Des outils de communication à l’aide juridique en passant par la gestion des comptes, les candidats socialistes aux élections municipales recevront l’aide du PS par bien des moyens, selon le secrétaire général du parti à la rose, Pierre Jouvet. Mais de consignes sur les alliances au second tour, il n’y aura pas, selon le député européen. «Nous, direction nationale du parti, n’irons pas imposer d’accords électoraux», a-t-il affirmé, ce lundi 26 janvier, à l’occasion d’une conférence de presse sur le scrutin à venir. «Chacun, et nous l’avons toujours dit, sera libre de faire au deuxième tour des accords avec celles et ceux qui le souhaiteront dans le périmètre de la gauche et des écologistes», a ajouté l’ancien maire de Saint-Vallier (Drôme).
En campagne
Depuis le siège du PS dans le IIIe arrondissement de Paris, Jouvet –dont l’objectif est de «gagner ces élections» – a par ailleurs détaillé la stratégie du parti dirigé par Olivier Faure sur les alliances éventuelles avec La France insoumise.
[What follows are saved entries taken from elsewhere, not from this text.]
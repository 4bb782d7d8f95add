use anyhow::Result;
use lustre_gpu::FrameParity;

use crate::{Device, ImageDesc, ImageId};

/// Two copies of a resource: one written during this frame, the other one
/// holding what got written during the previous frame.
#[derive(Clone, Copy, Debug, PartialEq, Eq)]
pub struct DoubleBuffered<T> {
    a: T,
    b: T,
}

impl DoubleBuffered<ImageId> {
    /// Creates a double-buffered image, suffixing labels with `_a` / `_b`.
    pub fn new(device: &mut dyn Device, desc: &ImageDesc) -> Result<Self> {
        let a = device.create_image(&ImageDesc {
            label: format!("{}_a", desc.label),
            ..desc.clone()
        })?;

        let b = device
            .create_image(&ImageDesc {
                label: format!("{}_b", desc.label),
                ..desc.clone()
            })
            .map_err(|err| {
                device.destroy_image(a);
                err
            })?;

        Ok(Self { a, b })
    }
}

impl<T> From<[T; 2]> for DoubleBuffered<T> {
    fn from([a, b]: [T; 2]) -> Self {
        Self { a, b }
    }
}

impl<T> DoubleBuffered<T> {
    pub fn get(&self, idx: usize) -> &T {
        if idx == 0 {
            &self.a
        } else {
            &self.b
        }
    }

    /// Returns the copy written during this frame.
    pub fn curr(&self, parity: FrameParity) -> &T {
        self.get(parity.curr())
    }

    /// Returns the copy written during the previous frame.
    pub fn prev(&self, parity: FrameParity) -> &T {
        self.get(parity.prev())
    }

    pub fn both(&self) -> [&T; 2] {
        [&self.a, &self.b]
    }
}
Alors que dans nombre de communes les deux formations de gauche font liste à part, «est-ce qu’il y aura des accords avec LFI ?», s’est autoquestionné le socialiste. Et le secrétaire général du PS de se répondre : «Peut-être dans certains endroits. Dans la plupart, non. Je crois que c’est assez clair quand on entend nos têtes de liste».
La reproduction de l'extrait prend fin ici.